What lines of the data below hold "quantums"? Show them.

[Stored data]

Content starts

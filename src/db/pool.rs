use std::path::Path;

use bytes::BytesMut;
use deadpool_postgres::{Manager, ManagerConfig, Pool, RecyclingMethod, Runtime};
use tokio_postgres::types::ToSql;
use tokio_postgres::NoTls;
use uuid::Uuid;

use super::error::{to_bigint, DbError};
use super::types::{DbOperation, DbValue, WhereClause};

pub struct DbPool {
    pool: Pool,
}

impl DbPool {
    pub async fn new(database_url: &str, max_size: usize) -> Result<Self, DbError> {
        let config = database_url
            .parse::<tokio_postgres::Config>()
            .map_err(|e| DbError::InvalidConnectionString(e.to_string()))?;

        let manager_config = ManagerConfig {
            recycling_method: RecyclingMethod::Fast,
        };

        let manager = Manager::from_config(config, NoTls, manager_config);

        let pool = Pool::builder(manager)
            .max_size(max_size)
            .runtime(Runtime::Tokio1)
            .build()
            .map_err(DbError::BuildError)?;

        let _conn = pool.get().await?;
        tracing::info!(
            "Database connection pool created successfully (max_size={})",
            max_size
        );

        Ok(Self { pool })
    }

    /// Execute operations in one transaction and return the total number of affected rows.
    pub async fn execute_transaction(&self, operations: Vec<DbOperation>) -> Result<u64, DbError> {
        if operations.is_empty() {
            return Ok(0);
        }

        let statements = operations
            .into_iter()
            .map(build_sql)
            .collect::<Result<Vec<_>, _>>()?;

        let mut client = self.pool.get().await?;
        let transaction = client.transaction().await?;
        let mut affected = 0;

        for (sql, params) in statements {
            let params_refs: Vec<&(dyn ToSql + Sync)> =
                params.iter().map(|p| p as &(dyn ToSql + Sync)).collect();

            match transaction.execute(&sql, &params_refs[..]).await {
                Ok(rows) => affected += rows,
                Err(e) => {
                    let db_err: DbError = e.into();
                    tracing::error!("SQL execution failed\n  SQL: {}\n  Error: {}", sql, db_err);
                    return Err(db_err);
                }
            }
        }

        transaction.commit().await?;
        Ok(affected)
    }

    pub async fn run_migrations(&self, dir: &Path) -> Result<(), DbError> {
        super::migrations::run(&self.pool, dir).await
    }

    pub async fn query(
        &self,
        query: &str,
        params: &[&(dyn ToSql + Sync)],
    ) -> Result<Vec<tokio_postgres::Row>, DbError> {
        let client = self.pool.get().await?;
        let rows = client.query(query, params).await?;
        Ok(rows)
    }
}

#[derive(Debug)]
enum SqlParam {
    Null,
    Bool(bool),
    Int64(i64),
    Text(String),
    Uuid(Uuid),
}

impl ToSql for SqlParam {
    fn to_sql(
        &self,
        ty: &tokio_postgres::types::Type,
        out: &mut BytesMut,
    ) -> Result<tokio_postgres::types::IsNull, Box<dyn std::error::Error + Sync + Send>> {
        match self {
            SqlParam::Null => Ok(tokio_postgres::types::IsNull::Yes),
            SqlParam::Bool(v) => v.to_sql(ty, out),
            SqlParam::Int64(v) => v.to_sql(ty, out),
            SqlParam::Text(v) => v.to_sql(ty, out),
            SqlParam::Uuid(v) => v.to_sql(ty, out),
        }
    }

    fn accepts(ty: &tokio_postgres::types::Type) -> bool {
        <bool as ToSql>::accepts(ty)
            || <i64 as ToSql>::accepts(ty)
            || <String as ToSql>::accepts(ty)
            || <Uuid as ToSql>::accepts(ty)
    }

    tokio_postgres::types::to_sql_checked!();
}

fn convert_db_value(column: &str, value: &DbValue) -> Result<SqlParam, DbError> {
    Ok(match value {
        DbValue::Null => SqlParam::Null,
        DbValue::Bool(v) => SqlParam::Bool(*v),
        DbValue::Uint64(v) => SqlParam::Int64(to_bigint(column, *v)?),
        DbValue::Text(v) => SqlParam::Text(v.clone()),
        DbValue::Uuid(v) => SqlParam::Uuid(*v),
    })
}

fn convert_values_to_params(
    columns: &[String],
    values: &[DbValue],
) -> Result<Vec<SqlParam>, DbError> {
    columns
        .iter()
        .zip(values)
        .map(|(column, value)| convert_db_value(column, value))
        .collect()
}

fn build_sql(op: DbOperation) -> Result<(String, Vec<SqlParam>), DbError> {
    match op {
        DbOperation::Upsert {
            table,
            columns,
            values,
            conflict_columns,
            update_columns,
        } => build_upsert_sql(&table, &columns, &values, &conflict_columns, &update_columns),
        DbOperation::Update {
            table,
            set_columns,
            where_clause,
        } => build_update_sql(&table, &set_columns, &where_clause),
    }
}

/// Wrap a column name in double quotes to handle reserved keywords.
fn quote_ident(name: &str) -> String {
    format!("\"{}\"", name)
}

fn quote_cols(columns: &[String]) -> String {
    columns.iter().map(|c| quote_ident(c)).collect::<Vec<_>>().join(", ")
}

fn build_upsert_sql(
    table: &str,
    columns: &[String],
    values: &[DbValue],
    conflict_columns: &[String],
    update_columns: &[String],
) -> Result<(String, Vec<SqlParam>), DbError> {
    let cols = quote_cols(columns);
    let placeholders: Vec<String> = (1..=values.len()).map(|i| format!("${}", i)).collect();
    let placeholders_str = placeholders.join(", ");

    let conflict_cols = quote_cols(conflict_columns);
    let updates: Vec<String> = update_columns
        .iter()
        .map(|c| format!("{} = EXCLUDED.{}", quote_ident(c), quote_ident(c)))
        .collect();
    let updates_str = updates.join(", ");

    let sql = if update_columns.is_empty() {
        format!(
            "INSERT INTO {} ({}) VALUES ({}) ON CONFLICT ({}) DO NOTHING",
            table, cols, placeholders_str, conflict_cols
        )
    } else {
        format!(
            "INSERT INTO {} ({}) VALUES ({}) ON CONFLICT ({}) DO UPDATE SET {}",
            table, cols, placeholders_str, conflict_cols, updates_str
        )
    };

    let params = convert_values_to_params(columns, values)?;
    Ok((sql, params))
}

fn build_update_sql(
    table: &str,
    set_columns: &[(String, DbValue)],
    where_clause: &WhereClause,
) -> Result<(String, Vec<SqlParam>), DbError> {
    let mut params = Vec::new();
    let mut sets = Vec::with_capacity(set_columns.len());

    for (col, val) in set_columns {
        params.push(convert_db_value(col, val)?);
        sets.push(format!("{} = ${}", quote_ident(col), params.len()));
    }
    let sets_str = sets.join(", ");

    let where_str = match where_clause {
        WhereClause::Eq(col, val) => {
            params.push(convert_db_value(col, val)?);
            format!("{} = ${}", quote_ident(col), params.len())
        }
    };

    let sql = format!("UPDATE {} SET {} WHERE {}", table, sets_str, where_str);
    Ok((sql, params))
}

#[cfg(test)]
mod tests {
    use super::*;

    fn cols(names: &[&str]) -> Vec<String> {
        names.iter().map(|n| n.to_string()).collect()
    }

    #[test]
    fn test_build_update_sql() {
        let id = Uuid::nil();
        let (sql, params) = build_sql(DbOperation::Update {
            table: "orders".to_string(),
            set_columns: vec![
                ("status".to_string(), DbValue::Text("CANCELED".to_string())),
                ("updated_at_height".to_string(), DbValue::Uint64(9)),
            ],
            where_clause: WhereClause::Eq("id".to_string(), DbValue::Uuid(id)),
        })
        .unwrap();

        assert_eq!(
            sql,
            "UPDATE orders SET \"status\" = $1, \"updated_at_height\" = $2 WHERE \"id\" = $3"
        );
        assert_eq!(params.len(), 3);
        assert!(matches!(params[1], SqlParam::Int64(9)));
        assert!(matches!(params[2], SqlParam::Uuid(u) if u == id));
    }

    #[test]
    fn test_build_upsert_sql() {
        let (sql, params) = build_sql(DbOperation::Upsert {
            table: "orders".to_string(),
            columns: cols(&["id", "status", "removal_reason"]),
            values: vec![
                DbValue::Uuid(Uuid::nil()),
                DbValue::Text("OPEN".to_string()),
                DbValue::opt_text(None),
            ],
            conflict_columns: cols(&["id"]),
            update_columns: cols(&["status", "removal_reason"]),
        })
        .unwrap();

        assert_eq!(
            sql,
            "INSERT INTO orders (\"id\", \"status\", \"removal_reason\") VALUES ($1, $2, $3) \
             ON CONFLICT (\"id\") DO UPDATE SET \"status\" = EXCLUDED.\"status\", \
             \"removal_reason\" = EXCLUDED.\"removal_reason\""
        );
        assert!(matches!(params[2], SqlParam::Null));
    }

    #[test]
    fn test_build_upsert_without_updates_does_nothing_on_conflict() {
        let (sql, _) = build_sql(DbOperation::Upsert {
            table: "orders".to_string(),
            columns: cols(&["id"]),
            values: vec![DbValue::Uuid(Uuid::nil())],
            conflict_columns: cols(&["id"]),
            update_columns: Vec::new(),
        })
        .unwrap();

        assert!(sql.ends_with("ON CONFLICT (\"id\") DO NOTHING"));
    }

    #[test]
    fn test_unsigned_values_beyond_bigint_are_rejected() {
        let err = build_sql(DbOperation::Upsert {
            table: "orders".to_string(),
            columns: cols(&["id", "quantums"]),
            values: vec![DbValue::Uuid(Uuid::nil()), DbValue::Uint64(u64::MAX)],
            conflict_columns: cols(&["id"]),
            update_columns: cols(&["quantums"]),
        })
        .unwrap_err();
        assert!(matches!(
            err,
            DbError::ValueOutOfRange { ref column, value } if column == "quantums" && value == u64::MAX
        ));

        let err = build_sql(DbOperation::Update {
            table: "orders".to_string(),
            set_columns: vec![("updated_at_height".to_string(), DbValue::Uint64(1 << 63))],
            where_clause: WhereClause::Eq("id".to_string(), DbValue::Uuid(Uuid::nil())),
        })
        .unwrap_err();
        assert!(matches!(err, DbError::ValueOutOfRange { ref column, .. } if column == "updated_at_height"));

        let (_, params) = build_sql(DbOperation::Update {
            table: "orders".to_string(),
            set_columns: vec![("quantums".to_string(), DbValue::Uint64(i64::MAX as u64))],
            where_clause: WhereClause::Eq("id".to_string(), DbValue::Uuid(Uuid::nil())),
        })
        .unwrap();
        assert!(matches!(params[0], SqlParam::Int64(i64::MAX)));
    }
}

Content ends

» Exercise output
            columns: cols(&["id", "quantums"]),
            update_columns: cols(&["quantums"]),
            DbError::ValueOutOfRange { ref column, value } if column == "quantums" && value == u64::MAX
            set_columns: vec![("quantums".to_string(), DbValue::Uint64(i64::MAX as u64))],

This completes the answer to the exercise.